== SUPPLIED MATERIAL

//! Pure-Rust [`NumericKernel`].

use super::{blas, eigen, lu, qr, svd};
use super::{EigenJob, EigenRange, NumericKernel, SvdJob, Transpose, Triangle};

/// Portable kernel written from scratch: unblocked BLAS loops, Householder
/// QR, and Jacobi iterations for SVD and symmetric eigenproblems.
///
/// Accuracy is close to LAPACK for well-conditioned inputs; speed is not a
/// goal.
#[derive(Debug, Clone, Copy, Default)]
pub struct ReferenceKernel;

impl NumericKernel for ReferenceKernel {
    fn name(&self) -> &str {
        "reference"
    }

    fn gemm(
        &self,
        transa: Transpose,
        transb: Transpose,
        m: usize,
        n: usize,
        k: usize,
        alpha: f64,
        a: &[f64],
        lda: usize,
        b: &[f64],
        ldb: usize,
        beta: f64,
        c: &mut [f64],
        ldc: usize,
    ) -> i32 {
        blas::gemm(transa, transb, m, n, k, alpha, a, lda, b, ldb, beta, c, ldc)
    }

    fn gemv(
        &self,
        trans: Transpose,
        m: usize,
        n: usize,
        alpha: f64,
        a: &[f64],
        lda: usize,
        x: &[f64],
        incx: usize,
        beta: f64,
        y: &mut [f64],
        incy: usize,
    ) -> i32 {
        blas::gemv(trans, m, n, alpha, a, lda, x, incx, beta, y, incy)
    }

    fn getrf(&self, m: usize, n: usize, a: &mut [f64], lda: usize, ipiv: &mut [i32]) -> i32 {
        lu::getrf(m, n, a, lda, ipiv)
    }

    fn getrs(
        &self,
        trans: Transpose,
        n: usize,
        nrhs: usize,
        a: &[f64],
        lda: usize,
        ipiv: &[i32],
        b: &mut [f64],
        ldb: usize,
    ) -> i32 {
        lu::getrs(trans, n, nrhs, a, lda, ipiv, b, ldb)
    }

    fn getri(&self, n: usize, a: &mut [f64], lda: usize, ipiv: &[i32]) -> i32 {
        lu::getri(n, a, lda, ipiv)
    }

    fn gesv(
        &self,
        n: usize,
        nrhs: usize,
        a: &mut [f64],
        lda: usize,
        ipiv: &mut [i32],
        b: &mut [f64],
        ldb: usize,
    ) -> i32 {
        lu::gesv(n, nrhs, a, lda, ipiv, b, ldb)
    }

    fn geqrf(&self, m: usize, n: usize, a: &mut [f64], lda: usize, tau: &mut [f64]) -> i32 {
        qr::geqrf(m, n, a, lda, tau)
    }

    fn orgqr(&self, m: usize, n: usize, k: usize, a: &mut [f64], lda: usize, tau: &[f64]) -> i32 {
        qr::orgqr(m, n, k, a, lda, tau)
    }

    fn gesvd(
        &self,
        job: SvdJob,
        m: usize,
        n: usize,
        a: &mut [f64],
        lda: usize,
        s: &mut [f64],
        u: &mut [f64],
        ldu: usize,
        vt: &mut [f64],
        ldvt: usize,
    ) -> i32 {
        svd::gesvd(job, m, n, a, lda, s, u, ldu, vt, ldvt)
    }

    fn syev(&self, jobz: EigenJob, uplo: Triangle, n: usize, a: &mut [f64], lda: usize, w: &mut [f64]) -> i32 {
        eigen::syev(jobz, uplo, n, a, lda, w)
    }

    fn syevr(
        &self,
        jobz: EigenJob,
        range: EigenRange,
        uplo: Triangle,
        n: usize,
        a: &mut [f64],
        lda: usize,
        abstol: f64,
        m: &mut usize,
        w: &mut [f64],
        z: &mut [f64],
        ldz: usize,
        isuppz: &mut [i32],
    ) -> i32 {
        eigen::syevr(jobz, range, uplo, n, a, lda, abstol, m, w, z, ldz, isuppz)
    }

    fn gelsy(
        &self,
        m: usize,
        n: usize,
        nrhs: usize,
        a: &mut [f64],
        lda: usize,
        b: &mut [f64],
        ldb: usize,
        jpvt: &mut [i32],
        rcond: f64,
        rank: &mut usize,
    ) -> i32 {
        qr::gelsy(m, n, nrhs, a, lda, b, ldb, jpvt, rcond, rank)
    }
}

====

— EXERCISE PROMPT —
The lines in the listing that include the word "rcond" are to be counted; give only that number.

— COMPLETED TASK —
2